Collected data
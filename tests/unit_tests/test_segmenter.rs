// SPDX-License-Identifier: AGPL-3.0-or-later
// Copyright (C) 2012-2025 Andrei Maltsev

use std::str::FromStr;

use anyhow::Result;
use ndn_transfer_rs::{
    cfg::config::ProducerConfig,
    models::{
        data::{ContentType, Data},
        manifest::Manifest,
        name::Name,
    },
    producer::segmenter::{SegmentBinding, Segmenter},
    security::signer::{Sha256Signer, Signer, verify_self_digest},
};

fn config(packet_size: usize, fast_signing: bool) -> Result<ProducerConfig> {
    let mut cfg = ProducerConfig::new(Name::from_str("/bulk")?);
    cfg.data_packet_size = packet_size;
    cfg.fast_signing = fast_signing;
    cfg.validate_and_normalize()?;
    Ok(cfg)
}

fn produce_all(cfg: &ProducerConfig, suffix: &Name, bytes: &[u8]) -> Result<Vec<Data>> {
    let mut out = Vec::new();
    Segmenter::new(cfg).segment(suffix, bytes, &mut |data, binding| {
        if let SegmentBinding::Manifest(locator) = binding {
            data.signature_info.key_locator = Some(locator.clone());
        }
        Sha256Signer.sign_sha256(data)?;
        out.push(data.clone());
        Ok(())
    })?;
    Ok(out)
}

/// Pseudo-random but deterministic payload.
fn payload(len: usize) -> Vec<u8> {
    let mut state = 0x2545f491u64;
    (0..len)
        .map(|_| {
            state = state.wrapping_mul(6364136223846793005).wrapping_add(1442695040888963407);
            (state >> 33) as u8
        })
        .collect()
}

#[test]
fn test_two_mebibyte_roundtrip_at_max_packet() -> Result<()> {
    let cfg = config(8096, false)?;
    let input = payload(2 * 1024 * 1024);
    let suffix = Name::from_str("/file")?;
    let out = produce_all(&cfg, &suffix, &input)?;

    let final_seg = out.len() as u64 - 1;
    let mut assembled = Vec::with_capacity(input.len());
    for (index, data) in out.iter().enumerate() {
        assert!(data.wire_encode().len() <= 8096, "oversized packet {index}");
        assert_eq!(data.trailing_segment(), Some(index as u64));
        assert_eq!(data.final_block_segment(), Some(final_seg));
        assert!(verify_self_digest(data));
        assembled.extend_from_slice(&data.content);
    }
    assert_eq!(assembled, input);
    Ok(())
}

#[test]
fn test_small_packet_roundtrip() -> Result<()> {
    let cfg = config(512, false)?;
    let input = payload(30_000);
    let out = produce_all(&cfg, &Name::from_str("/f")?, &input)?;

    let assembled: Vec<u8> = out.iter().flat_map(|d| d.content.to_vec()).collect();
    assert_eq!(assembled, input);
    for data in &out {
        assert!(data.wire_encode().len() <= 512);
    }
    Ok(())
}

#[test]
fn test_manifest_chain_consumer_view() -> Result<()> {
    // what a consumer does with a chained stream: verify every data
    // segment against its dominating manifest, no signer involved
    let cfg = config(1024, true)?;
    let input = payload(40_000);
    let out = produce_all(&cfg, &Name::from_str("/f")?, &input)?;

    let mut assembled = Vec::new();
    for data in &out {
        match data.content_type {
            ContentType::Manifest => {
                assert!(verify_self_digest(data));
            },
            ContentType::Blob => {
                let locator = data
                    .signature_info
                    .key_locator
                    .clone()
                    .expect("manifest binding");
                let manifest_packet = out
                    .iter()
                    .find(|d| d.name == locator)
                    .expect("dominating manifest");
                let manifest = Manifest::from_data(manifest_packet)?;
                assert!(manifest.verifies(data), "segment {:?}", data.name);
                assembled.extend_from_slice(&data.content);
            },
            ContentType::Nack => panic!("segmenter must never emit a NACK"),
        }
    }
    assert_eq!(assembled, input);

    // a manifest always precedes the segments it dominates
    let first = &out[0];
    assert_eq!(first.content_type, ContentType::Manifest);
    Ok(())
}

#[test]
fn test_manifest_final_block_converges() -> Result<()> {
    let cfg = config(1024, true)?;
    let input = payload(25_000);
    let out = produce_all(&cfg, &Name::from_str("/f")?, &input)?;

    let highest = out
        .iter()
        .filter_map(Data::trailing_segment)
        .max()
        .expect("segments");
    // the largest final-block marker across the stream names the true
    // terminal segment, and that segment is a data segment
    let converged = out
        .iter()
        .filter_map(Data::final_block_segment)
        .max()
        .expect("markers");
    assert_eq!(converged, highest);

    let terminal = out
        .iter()
        .find(|d| d.trailing_segment() == Some(highest))
        .expect("terminal segment");
    assert_eq!(terminal.content_type, ContentType::Blob);
    assert!(terminal.is_terminal());
    Ok(())
}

§ **YOUR GOAL**: All of the data above needs to be written out again, exactly.

§ **SOLUTION TO THE PROBLEM**:
filename tests/unit_tests/test_segmenter.rs
// SPDX-License-Identifier: AGPL-3.0-or-later
// Copyright (C) 2012-2025 Andrei Maltsev

use std::str::FromStr;

use anyhow::Result;
use ndn_transfer_rs::{
    cfg::config::ProducerConfig,
    models::{
        data::{ContentType, Data},
        manifest::Manifest,
        name::Name,
    },
    producer::segmenter::{SegmentBinding, Segmenter},
    security::signer::{Sha256Signer, Signer, verify_self_digest},
};

fn config(packet_size: usize, fast_signing: bool) -> Result<ProducerConfig> {
    let mut cfg = ProducerConfig::new(Name::from_str("/bulk")?);
    cfg.data_packet_size = packet_size;
    cfg.fast_signing = fast_signing;
    cfg.validate_and_normalize()?;
    Ok(cfg)
}

fn produce_all(cfg: &ProducerConfig, suffix: &Name, bytes: &[u8]) -> Result<Vec<Data>> {
    let mut out = Vec::new();
    Segmenter::new(cfg).segment(suffix, bytes, &mut |data, binding| {
        if let SegmentBinding::Manifest(locator) = binding {
            data.signature_info.key_locator = Some(locator.clone());
        }
        Sha256Signer.sign_sha256(data)?;
        out.push(data.clone());
        Ok(())
    })?;
    Ok(out)
}

/// Pseudo-random but deterministic payload.
fn payload(len: usize) -> Vec<u8> {
    let mut state = 0x2545f491u64;
    (0..len)
        .map(|_| {
            state = state.wrapping_mul(6364136223846793005).wrapping_add(1442695040888963407);
            (state >> 33) as u8
        })
        .collect()
}

#[test]
fn test_two_mebibyte_roundtrip_at_max_packet() -> Result<()> {
    let cfg = config(8096, false)?;
    let input = payload(2 * 1024 * 1024);
    let suffix = Name::from_str("/file")?;
    let out = produce_all(&cfg, &suffix, &input)?;

    let final_seg = out.len() as u64 - 1;
    let mut assembled = Vec::with_capacity(input.len());
    for (index, data) in out.iter().enumerate() {
        assert!(data.wire_encode().len() <= 8096, "oversized packet {index}");
        assert_eq!(data.trailing_segment(), Some(index as u64));
        assert_eq!(data.final_block_segment(), Some(final_seg));
        assert!(verify_self_digest(data));
        assembled.extend_from_slice(&data.content);
    }
    assert_eq!(assembled, input);
    Ok(())
}

#[test]
fn test_small_packet_roundtrip() -> Result<()> {
    let cfg = config(512, false)?;
    let input = payload(30_000);
    let out = produce_all(&cfg, &Name::from_str("/f")?, &input)?;

    let assembled: Vec<u8> = out.iter().flat_map(|d| d.content.to_vec()).collect();
    assert_eq!(assembled, input);
    for data in &out {
        assert!(data.wire_encode().len() <= 512);
    }
    Ok(())
}

#[test]
fn test_manifest_chain_consumer_view() -> Result<()> {
    // what a consumer does with a chained stream: verify every data
    // segment against its dominating manifest, no signer involved
    let cfg = config(1024, true)?;
    let input = payload(40_000);
    let out = produce_all(&cfg, &Name::from_str("/f")?, &input)?;

    let mut assembled = Vec::new();
    for data in &out {
        match data.content_type {
            ContentType::Manifest => {
                assert!(verify_self_digest(data));
            },
            ContentType::Blob => {
                let locator = data
                    .signature_info
                    .key_locator
                    .clone()
                    .expect("manifest binding");
                let manifest_packet = out
                    .iter()
                    .find(|d| d.name == locator)
                    .expect("dominating manifest");
                let manifest = Manifest::from_data(manifest_packet)?;
                assert!(manifest.verifies(data), "segment {:?}", data.name);
                assembled.extend_from_slice(&data.content);
            },
            ContentType::Nack => panic!("segmenter must never emit a NACK"),
        }
    }
    assert_eq!(assembled, input);

    // a manifest always precedes the segments it dominates
    let first = &out[0];
    assert_eq!(first.content_type, ContentType::Manifest);
    Ok(())
}

#[test]
fn test_manifest_final_block_converges() -> Result<()> {
    let cfg = config(1024, true)?;
    let input = payload(25_000);
    let out = produce_all(&cfg, &Name::from_str("/f")?, &input)?;

    let highest = out
        .iter()
        .filter_map(Data::trailing_segment)
        .max()
        .expect("segments");
    // the largest final-block marker across the stream names the true
    // terminal segment, and that segment is a data segment
    let converged = out
        .iter()
        .filter_map(Data::final_block_segment)
        .max()
        .expect("markers");
    assert_eq!(converged, highest);

    let terminal = out
        .iter()
        .find(|d| d.trailing_segment() == Some(highest))
        .expect("terminal segment");
    assert_eq!(terminal.content_type, ContentType::Blob);
    assert!(terminal.is_terminal());
    Ok(())
}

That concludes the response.